Maruti Reports Weak Q1; Maintaining Fair Value Estimate

Aug 16, 2012
Maruti Suzuki reported weak first-quarter fiscal 2013 results largely due to unfavorable exchange rate movement. However, we are maintaining our fair value estimate.
 

The Stock Analyst Note is a part of the Stock Analyst Report for Maruti Suzuki. Click here to go to the truncated version of the Analyst Report on the stock. Registered Morningstar users can read the complete PDF (which includes our take on the firm’s valuation, growth and profitability) here.

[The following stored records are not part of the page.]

//! Error types for bundle management
//!
//! This module contains the error taxonomy used by the bundle manager and its
//! collaborators: store failures, replication failures, and the `BundleError`
//! type that unifies them.
//!
//! All errors are `Clone` so a single outcome can be shared between every
//! waiter of a memoized operation (store open, swarm join, pending writes).

// ----------------------------------------------------------------------------
// Specific Error Types
// ----------------------------------------------------------------------------

/// Failures reported by a versioned store or one of its views
#[derive(Debug, Clone, PartialEq, Eq, thiserror::Error)]
pub enum StoreError {
    #[error("Store is not open")]
    NotOpen,
    #[error("Store is closed")]
    Closed,
    #[error("Store is not writable")]
    ReadOnly,
    #[error("Batch has already been flushed")]
    BatchFlushed,
    #[error("Version {requested} is not available (store length {length})")]
    VersionUnavailable { requested: u64, length: u64 },
    #[error("Store I/O error: {reason}")]
    Io { reason: String },
}

impl From<std::io::Error> for StoreError {
    fn from(err: std::io::Error) -> Self {
        StoreError::Io {
            reason: err.to_string(),
        }
    }
}

/// Failures reported by a swarm while joining or leaving a topic
#[derive(Debug, Clone, PartialEq, Eq, thiserror::Error)]
pub enum ReplicationError {
    #[error("Swarm join failed: {reason}")]
    JoinFailed { reason: String },
    #[error("Swarm leave failed: {reason}")]
    LeaveFailed { reason: String },
}

// ----------------------------------------------------------------------------
// Bundle Error
// ----------------------------------------------------------------------------

/// Core error type for bundle management
#[derive(Debug, Clone, thiserror::Error)]
pub enum BundleError {
    /// Misuse of the API that no retry can fix
    #[error("Internal platform error: {reason}")]
    Programmer { reason: String },

    #[error("Store error: {0}")]
    Store(#[from] StoreError),

    #[error("Replication error: {0}")]
    Replication(#[from] ReplicationError),

    /// An absorbed write stream failed before reaching its batch
    #[error("Write to {key} failed: {reason}")]
    Write { key: String, reason: String },

    #[error("Malformed input: {reason}")]
    MalformedInput { reason: String },

    #[error("Serialization error: {reason}")]
    Serialization { reason: String },

    #[error("Bundle is closed, cannot {operation}")]
    Closed { operation: &'static str },

    #[error("Bundler error: {reason}")]
    Bundler { reason: String },

    #[error("Configuration error: {reason}")]
    Configuration { reason: String },

    #[error("Background task failed: {reason}")]
    Task { reason: String },
}

impl From<bincode::Error> for BundleError {
    fn from(err: bincode::Error) -> Self {
        BundleError::Serialization {
            reason: err.to_string(),
        }
    }
}

impl From<serde_json::Error> for BundleError {
    fn from(err: serde_json::Error) -> Self {
        BundleError::MalformedInput {
            reason: err.to_string(),
        }
    }
}

// ----------------------------------------------------------------------------
// Convenience Error Constructors
// ----------------------------------------------------------------------------

impl BundleError {
    /// Create a programmer error with a reason
    pub fn programmer<T: Into<String>>(reason: T) -> Self {
        BundleError::Programmer {
            reason: reason.into(),
        }
    }

    /// Create a malformed input error with a reason
    pub fn malformed<T: Into<String>>(reason: T) -> Self {
        BundleError::MalformedInput {
            reason: reason.into(),
        }
    }

    /// Create a write failure for a key
    pub fn write_failed<K: Into<String>, R: ToString>(key: K, reason: R) -> Self {
        BundleError::Write {
            key: key.into(),
            reason: reason.to_string(),
        }
    }

    /// Create a configuration error with a reason
    pub fn config_error<T: Into<String>>(reason: T) -> Self {
        BundleError::Configuration {
            reason: reason.into(),
        }
    }

    /// Create a background task error with a reason
    pub fn task_failed<T: ToString>(reason: T) -> Self {
        BundleError::Task {
            reason: reason.to_string(),
        }
    }

    /// True for failures caused by misuse rather than by the environment
    pub fn is_programmer_error(&self) -> bool {
        matches!(self, BundleError::Programmer { .. })
    }
}

// ----------------------------------------------------------------------------
// Type Aliases
// ----------------------------------------------------------------------------

pub type StoreResult<T> = core::result::Result<T, StoreError>;
pub type BundleResult<T> = core::result::Result<T, BundleError>;
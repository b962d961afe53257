//! Warmup prefetch
//!
//! Converts recorded access ranges into download requests and summarises a
//! loaded warmup trace.

use bundlekit_core::{AccessRange, BundleResult, ByteRange, Region, StoreView};
use serde::{Deserialize, Serialize};

// ----------------------------------------------------------------------------
// Prefetch Ranges
// ----------------------------------------------------------------------------

/// Block ranges to download, split by region
#[derive(Debug, Clone, Default, PartialEq, Eq)]
pub struct PrefetchRanges {
    pub meta: Vec<ByteRange>,
    pub data: Vec<ByteRange>,
}

impl PrefetchRanges {
    /// Both regions in full
    pub fn everything() -> Self {
        Self {
            meta: vec![ByteRange::open_ended(0)],
            data: vec![ByteRange::open_ended(0)],
        }
    }

    pub fn is_empty(&self) -> bool {
        self.meta.is_empty() && self.data.is_empty()
    }
}

impl From<&[AccessRange]> for PrefetchRanges {
    fn from(ranges: &[AccessRange]) -> Self {
        let mut prefetch = Self::default();
        for range in ranges {
            match range.region {
                Region::Meta => prefetch.meta.push(range.into()),
                Region::Data => prefetch.data.push(range.into()),
            }
        }
        prefetch
    }
}

impl From<Vec<AccessRange>> for PrefetchRanges {
    fn from(ranges: Vec<AccessRange>) -> Self {
        Self::from(ranges.as_slice())
    }
}

impl From<AccessRange> for PrefetchRanges {
    fn from(range: AccessRange) -> Self {
        Self::from(std::slice::from_ref(&range))
    }
}

/// Ask `view` to download `ranges`; empty requests never reach the store
pub(crate) async fn download(view: &dyn StoreView, ranges: &PrefetchRanges) -> BundleResult<()> {
    if ranges.is_empty() {
        return Ok(());
    }
    view.download_range(&ranges.meta, &ranges.data).await?;
    Ok(())
}

// ----------------------------------------------------------------------------
// Warmup Statistics
// ----------------------------------------------------------------------------

/// Size of the warmup trace loaded during calibration
#[derive(Debug, Clone, Copy, Default, PartialEq, Eq, Serialize, Deserialize)]
pub struct WarmupStats {
    /// Number of recorded ranges
    pub ranges: usize,
    /// Blocks covered, counting overlaps once per range
    pub blocks: u64,
}

impl WarmupStats {
    pub fn from_ranges(ranges: &[AccessRange]) -> Self {
        Self {
            ranges: ranges.len(),
            blocks: ranges.iter().map(AccessRange::len).sum(),
        }
    }
}

#[cfg(test)]
mod tests {
    use super::*;

    #[test]
    fn test_single_range_becomes_one_element_request() {
        let prefetch = PrefetchRanges::from(AccessRange::new(Region::Data, 4, 9));
        assert!(prefetch.meta.is_empty());
        assert_eq!(prefetch.data, vec![ByteRange::new(4, 9)]);
    }

    #[test]
    fn test_ranges_split_by_region_in_order() {
        let prefetch = PrefetchRanges::from(vec![
            AccessRange::new(Region::Data, 10, 12),
            AccessRange::new(Region::Meta, 1, 2),
            AccessRange::new(Region::Data, 0, 3),
        ]);
        assert_eq!(prefetch.meta, vec![ByteRange::new(1, 2)]);
        assert_eq!(prefetch.data, vec![ByteRange::new(10, 12), ByteRange::new(0, 3)]);
    }

    #[test]
    fn test_everything_is_open_ended() {
        let all = PrefetchRanges::everything();
        assert_eq!(all.meta[0].end, None);
        assert!(!all.is_empty());
    }

    #[test]
    fn test_warmup_stats() {
        let stats = WarmupStats::from_ranges(&[
            AccessRange::new(Region::Meta, 0, 1),
            AccessRange::new(Region::Data, 5, 10),
        ]);
        assert_eq!(stats, WarmupStats { ranges: 2, blocks: 6 });
    }
}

Maruti Suzuki reported weak first-quarter fiscal 2013 results largely due to unfavorable exchange rate movement. However, we are maintaining our fair value estimate as we remain optimistic about Maruti's long-term prospects given continued strong demand for its Swift, DZire, and Ertiga models as well as better product mix owing to an increasing proportion of diesel vehicles in the firm's overall sales.

Maruti increased first-quarter revenue by an impressive 27.5% year over year, owing to 5% increase in volume (to about 296,000 vehicles) and greater than 20% improvement in net average realizations (revenue per vehicle). We are particularly impressed with this growth in net average realization resulting from an improved product mix as diesel vehicles now contribute about 38% of overall volumes.

We calculate that gross margin improved by 70 basis points from the first quarter of fiscal 2012 to 17%. However, first-quarter operating margin declined by 260 basis points to 4.2% as adverse foreign exchange movement impacted royalty payments by 140 basis points while other manufacturing expenses, including foreign exchange losses, increased by more than 100 basis points.

Maruti's first-quarter net income also declined by 23% year over year because of lower other income and higher interest expense. Maruti's recent Manesar plant shutdown could result in reduced volumes in fiscal 2013.

As we had mentioned in our previous note, owing to the uncertainty of the lockout period, we believe the full impact to earnings and valuation cannot be determined accurately at this point.

However, we expect the company to recoup some of its lost production by the end of this fiscal year by increasing line rates as well as by increasing production of other vehicles manufactured at the company's Gurgaon factory.

We maintain our positive long-term view of the company given the runaway success of its diesel models, Swift and DZire, and its multipurpose.